In the 1940s and '50s factory seamstress Doreen 'Rhys' Gardner was paid by the garment, not the hour, so quickly learned to pick up the pace.
She never compromised on quality though - whether she was stitching up hardy uniforms for WWII Diggers or, later, constructing delicate wedding dresses and other fine pieces for the well-to-do in Melbourne and Sydney.
Now 93, the Tarrawanna great-great-grandmother is still putting her skills to good use - currently using her trusty Singer sewing machine to make scrubs for health workers at Wollongong Hospital.
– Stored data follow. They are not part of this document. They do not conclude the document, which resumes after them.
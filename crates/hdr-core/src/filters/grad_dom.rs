//! Gradient-domain compression (Fattal et al.).
//!
//! Log luminance is differentiated, large gradients are attenuated by a
//! factor built from a gradient pyramid, and the attenuated field is
//! integrated back with a Jacobi Poisson solve. The solution's mean is
//! shifted to the input's mean log luminance before colour is restored.

use rayon::prelude::*;
use serde::{Deserialize, Serialize};
use tracing::{debug, warn};

use crate::color::{LUM_EPSILON, luminance};
use crate::error::FilterError;
use crate::filters::reinhard_global::recolor;
use crate::pixel_buf::{CHANNELS, PixelBuffer};
use crate::pyramid::{MipLevel, PackedPyramid, level_count_min_size};
use crate::reduce::{self, LaunchConfig};

#[derive(Clone, Debug, PartialEq, Serialize, Deserialize)]
#[serde(default)]
pub struct GradDomParams {
    /// Attenuation exponent; below 1 compresses large gradients.
    pub beta: f32,
    /// Fraction of a level's average gradient used as alpha on all but the
    /// coarsest level.
    pub alpha_scale: f32,
    pub sat: f32,
    /// Per-pixel change below which a Jacobi update counts as converged.
    pub termination: f32,
    /// Share of converged pixels that ends the solve.
    pub converged_fraction: f32,
    pub max_iterations: u32,
    /// Pyramid levels are added while both dimensions stay at or above this.
    pub min_level_size: u32,
}

impl Default for GradDomParams {
    fn default() -> Self {
        Self {
            beta: 0.85,
            alpha_scale: 0.1,
            sat: 1.0,
            termination: 0.001,
            converged_fraction: 0.5,
            max_iterations: 5000,
            min_level_size: 32,
        }
    }
}

impl GradDomParams {
    pub fn validate(&self) -> Result<(), FilterError> {
        let positive = |name: &str, v: f32| {
            if v.is_finite() && v > 0.0 {
                Ok(())
            } else {
                Err(FilterError::InvalidParams(format!("{name} must be positive, got {v}")))
            }
        };
        positive("beta", self.beta)?;
        positive("alpha_scale", self.alpha_scale)?;
        positive("sat", self.sat)?;
        if !(self.termination.is_finite() && self.termination >= 0.0) {
            return Err(FilterError::InvalidParams(format!(
                "termination must be non-negative, got {}",
                self.termination
            )));
        }
        if !(0.0..=1.0).contains(&self.converged_fraction) {
            return Err(FilterError::InvalidParams(format!(
                "converged_fraction must be in [0,1], got {}",
                self.converged_fraction
            )));
        }
        if self.max_iterations == 0 || self.min_level_size == 0 {
            return Err(FilterError::InvalidParams(
                "max_iterations and min_level_size must be at least 1".into(),
            ));
        }
        Ok(())
    }

    /// Converged pixels needed to stop, out of `pixels`.
    pub fn required_converged(&self, pixels: usize) -> usize {
        (f64::from(self.converged_fraction) * pixels as f64).ceil() as usize
    }
}

/// Result of the Poisson solve.
#[derive(Clone, Debug, PartialEq)]
pub struct PoissonSolution {
    pub field: Vec<f32>,
    pub iterations: u32,
    pub converged: bool,
}

pub fn log_luminance(input: &PixelBuffer) -> Vec<f32> {
    (0..input.pixel_count())
        .map(|i| (luminance(input.rgb(i)) + LUM_EPSILON).ln())
        .collect()
}

fn clamped(width: usize, height: usize, x: i64, y: i64) -> usize {
    let x = x.clamp(0, width as i64 - 1) as usize;
    let y = y.clamp(0, height as i64 - 1) as usize;
    x + y * width
}

/// Central-difference gradient magnitude at level `k`, divided by
/// 2^(k+1) so that levels are comparable.
pub fn gradient_cell(level: &[f32], geom: &MipLevel, k: usize, x: usize, y: usize) -> f32 {
    let (w, h) = (geom.width as usize, geom.height as usize);
    let (xi, yi) = (x as i64, y as i64);
    let norm = (1u32 << (k + 1)) as f32;
    let gx = (level[clamped(w, h, xi + 1, yi)] - level[clamped(w, h, xi - 1, yi)]) / norm;
    let gy = (level[clamped(w, h, xi, yi + 1)] - level[clamped(w, h, xi, yi - 1)]) / norm;
    (gx * gx + gy * gy).sqrt()
}

/// (alpha / |g|) * (|g| / alpha)^beta; zero where there is no gradient.
pub fn attenuation_factor(grad: f32, alpha: f32, beta: f32) -> f32 {
    if grad <= 0.0 || alpha <= 0.0 {
        return 0.0;
    }
    (alpha / grad) * (grad / alpha).powf(beta)
}

/// Alpha for level `k` of `count`: the coarsest level uses its average
/// gradient, finer levels a fraction of theirs.
pub fn level_alpha(k: usize, count: usize, average: f32, params: &GradDomParams) -> f32 {
    if k + 1 == count {
        average
    } else {
        params.alpha_scale * average
    }
}
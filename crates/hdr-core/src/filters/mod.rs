//! Sequential reference and host data-parallel implementations of each
//! filter. Both paths share the per-pixel arithmetic; they differ only in
//! how reductions and sweeps are scheduled.

pub mod grad_dom;
pub mod hist_eq;
pub mod reinhard_global;
pub mod reinhard_local;
pub mod stitching;

pub use grad_dom::GradDomParams;
pub use hist_eq::HistEqParams;
pub use reinhard_global::ReinhardGlobalParams;
pub use reinhard_local::ReinhardLocalParams;
pub use stitching::StitchingParams;
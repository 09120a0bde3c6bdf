use bytemuck::{Pod, Zeroable};
use hdr_core::filters::StitchingParams;
use hdr_core::{ExposureSet, FilterError, PixelBuffer, StatusSink};
use tracing::debug;

use super::{WORKGROUP_SIZE, dispatch, encoder, pixel_workgroups, submit};
use crate::buffer::{
    bind_buffers, check_binding_size, download_pixels, pixel_bytes, storage, storage_init,
    uniform,
};
use crate::context::GpuContext;
use crate::program::{BindingKind, Program, create_layout, create_pipeline_layout};

#[repr(C)]
#[derive(Clone, Copy, Pod, Zeroable)]
struct Config {
    pixel_count: u32,
    images: u32,
    weight_epsilon: f32,
    _pad: u32,
}

/// A single fuse kernel over the whole bracket.
pub struct StitchingKernels {
    layout: wgpu::BindGroupLayout,
    fuse: wgpu::ComputePipeline,
}

impl StitchingKernels {
    pub async fn new(ctx: &GpuContext) -> Result<Self, FilterError> {
        use BindingKind::*;
        let layout = create_layout(
            &ctx.device,
            "stitching_bgl",
            &[Uniform, StorageRead, StorageRead, StorageReadWrite],
        );
        let pipeline_layout = create_pipeline_layout(&ctx.device, "stitching_layout", &[&layout]);
        Program::build(
            &ctx.device,
            "stitching",
            super::shader_source!("stitching.wgsl"),
            |program| Self {
                fuse: program.pipeline("fuse", &pipeline_layout),
                layout,
            },
        )
        .await
    }

    pub fn run(
        &self,
        ctx: &GpuContext,
        set: &ExposureSet,
        params: &StitchingParams,
        status: &StatusSink,
    ) -> Result<PixelBuffer, FilterError> {
        let n = set.width() as usize * set.height() as usize;
        if n == 0 {
            return Ok(PixelBuffer::new(set.width(), set.height()));
        }
        let workgroups = pixel_workgroups(n);
        status.report(&format!(
            "Local size: {WORKGROUP_SIZE} Global size: {}",
            workgroups as usize * WORKGROUP_SIZE
        ));

        let mut images = Vec::with_capacity(n * 4 * set.len());
        for image in set.images() {
            images.extend_from_slice(&image.buffer.data);
        }
        let exposures: Vec<f32> = set.images().iter().map(|image| image.exposure).collect();
        check_binding_size(ctx, "stitching_images", pixel_bytes(n * set.len()))?;

        let config = uniform(
            &ctx.device,
            "stitching_config",
            &Config {
                pixel_count: n as u32,
                images: set.len() as u32,
                weight_epsilon: params.weight_epsilon,
                _pad: 0,
            },
        );
        let images_buf =
            storage_init(&ctx.device, "stitching_images", bytemuck::cast_slice(&images));
        let exposures_buf =
            storage_init(&ctx.device, "stitching_exposures", bytemuck::cast_slice(&exposures));
        let output_buf = storage(&ctx.device, "stitching_output", pixel_bytes(n));
        let bind_group = bind_buffers(
            &ctx.device,
            "stitching_bg",
            &self.layout,
            &[&config, &images_buf, &exposures_buf, &output_buf],
        );

        let mut enc = encoder(ctx, "stitching_encoder");
        dispatch(
            &mut enc,
            "fuse",
            &self.fuse,
            &[(&bind_group, &[])],
            workgroups,
        );
        submit(ctx, enc);

        debug!(pixels = n, images = set.len(), "GPU exposure stitching");
        download_pixels(ctx, &output_buf, set.width(), set.height())
    }
}
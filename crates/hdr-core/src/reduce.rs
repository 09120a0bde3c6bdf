//! Work-group style reductions for the host-parallel backend.
//!
//! Each phase splits the pixel range over a fixed number of groups, every
//! group folds its slice into a partial result, and one lane merges the
//! partials in group order. Sums accumulate in f64 so that the result does
//! not depend on how the range was split.

use std::ops::Range;

use rayon::prelude::*;

use crate::color::{LUM_EPSILON, luminance};
use crate::pixel_buf::PixelBuffer;

pub const DEFAULT_LOCAL_SIZE: usize = 256;
pub const MAX_GROUPS: usize = 64;

/// Local and global sizes of one parallel phase.
#[derive(Clone, Copy, Debug, PartialEq, Eq)]
pub struct LaunchConfig {
    pub local: usize,
    pub groups: usize,
}

impl LaunchConfig {
    /// One lane per item, rounded up to whole groups.
    pub fn for_items(items: usize, local: usize) -> Self {
        let local = local.max(1);
        Self {
            local,
            groups: items.div_ceil(local).max(1),
        }
    }

    /// A bounded number of groups for a reduction over `items`.
    pub fn reduction(items: usize, local: usize) -> Self {
        let mut config = Self::for_items(items, local);
        config.groups = config.groups.min(MAX_GROUPS);
        config
    }

    pub fn global(&self) -> usize {
        self.local * self.groups
    }

    /// Contiguous slice of `0..items` owned by `group`.
    pub fn group_range(&self, group: usize, items: usize) -> Range<usize> {
        let per_group = items.div_ceil(self.groups);
        let start = (group * per_group).min(items);
        let end = (start + per_group).min(items);
        start..end
    }
}

/// Fold each group's slice of `0..items` into a partial result.
pub fn partial_reduce<A, F>(config: &LaunchConfig, items: usize, identity: A, fold: F) -> Vec<A>
where
    A: Clone + Send + Sync,
    F: Fn(A, usize) -> A + Sync,
{
    (0..config.groups)
        .into_par_iter()
        .map(|group| {
            config
                .group_range(group, items)
                .fold(identity.clone(), |acc, i| fold(acc, i))
        })
        .collect()
}

/// Merge partials sequentially, in group order.
pub fn final_merge<A, C>(partials: Vec<A>, identity: A, combine: C) -> A
where
    C: Fn(A, A) -> A,
{
    partials.into_iter().fold(identity, combine)
}

/// Log-average inputs and the white point of an image's luminance.
#[derive(Clone, Copy, Debug, PartialEq)]
pub struct LumStats {
    /// Sum of ln(Y + LUM_EPSILON).
    pub log_sum: f64,
    pub max: f32,
    pub count: usize,
}

impl LumStats {
    pub const EMPTY: LumStats = LumStats {
        log_sum: 0.0,
        max: 0.0,
        count: 0,
    };

    fn add(mut self, y: f32) -> Self {
        self.log_sum += f64::from((y + LUM_EPSILON).ln());
        self.max = self.max.max(y);
        self.count += 1;
        self
    }

    fn merge(self, other: LumStats) -> Self {
        LumStats {
            log_sum: self.log_sum + other.log_sum,
            max: self.max.max(other.max),
            count: self.count + other.count,
        }
    }

    /// exp(mean(ln(Y + eps))); 1.0 for an empty image.
    pub fn log_average(&self) -> f32 {
        if self.count == 0 {
            return 1.0;
        }
        (self.log_sum / self.count as f64).exp() as f32
    }

    /// Maximum luminance, floored so it can be used as a divisor.
    pub fn white(&self) -> f32 {
        self.max.max(LUM_EPSILON)
    }
}

pub fn luminance_stats(input: &PixelBuffer) -> LumStats {
    (0..input.pixel_count()).fold(LumStats::EMPTY, |acc, i| acc.add(luminance(input.rgb(i))))
}

pub fn luminance_stats_parallel(input: &PixelBuffer, config: &LaunchConfig) -> LumStats {
    let n = input.pixel_count();
    let partials = partial_reduce(config, n, LumStats::EMPTY, |acc, i| {
        acc.add(luminance(input.rgb(i)))
    });
    final_merge(partials, LumStats::EMPTY, LumStats::merge)
}

/// Sum of a plane, f64 accumulation.
pub fn sum(values: &[f32]) -> f64 {
    values.iter().map(|&v| f64::from(v)).sum()
}

pub fn sum_parallel(values: &[f32], config: &LaunchConfig) -> f64 {
    let partials = partial_reduce(config, values.len(), 0.0_f64, |acc, i| {
        acc + f64::from(values[i])
    });
    final_merge(partials, 0.0, |a, b| a + b)
}

/// Arithmetic mean of a plane; 0 when empty.
pub fn mean(values: &[f32]) -> f32 {
    if values.is_empty() {
        return 0.0;
    }
    (sum(values) / values.len() as f64) as f32
}

pub fn mean_parallel(values: &[f32], config: &LaunchConfig) -> f32 {
    if values.is_empty() {
        return 0.0;
    }
    (sum_parallel(values, config) / values.len() as f64) as f32
}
Along with her dear friend Betty Gallen, she's made over 100 colourful scrubs to donate to the hospital during the COVID crisis.
Doctors, nurses and other hospital staff wear scrubs under their personal protective equipment (PPE), but the garments have been in short supply during the pandemic.
"I had four kids, and no husband, so used to work in the factories from 9am to 3pm and then bring work home to do when the kids were asleep," Ms Gardner said.
"Once I finished my working life, I still wanted to sew - but not for money. So I've made clothes for Mission Without Borders, for The Salvation Army, for the recent bushfire relief effort.
"Now I want to help the hospital during this terrible time. It keeps me busy and happy - once you're concentrating on your sewing, you forget all your troubles."
Sewing has always been Ms Gardner's happy place - one of the 'Fairbridge children', in 1938 - aged just 10 - she was sent from the UK to Australia with two of her siblings under a child migration scheme.
"When I was 13 they put me on a train to work as a maid on a sheep station but I soon left, and walked the streets until I found a job in a factory," she said.
"I'd been sewing since I was a little kid, I can't remember who taught me. I love it."
Ms Gallen supplies the material for the venture, and ferries the finished products to the hospital.
"I met Doreen about 20 years ago - she was sitting at a bus stop in the cold and rain so I gave her a lift home and we've been friends ever since," she said.
"I knew she was a keen sewer, and I had a stack of material, so when this virus started to get bad I thought we could do our bit to help out.
"We checked with the hospital, came up with a pattern and made sure our scrubs were bright and cheerful to give the staff a bit of a lift."
Nicole Sheppard, general manager of the Northern Illawarra Hospital Group, thanked the ladies for their efforts.
"We are so honoured to receive the donated scrubs from Rhys and Betty, who are both incredible ladies doing their part to make a difference for our staff," she said.
"It has been heartening to see the way the community has rallied behind the hospital and our staff during COVID-19 and donations like this are truly appreciated."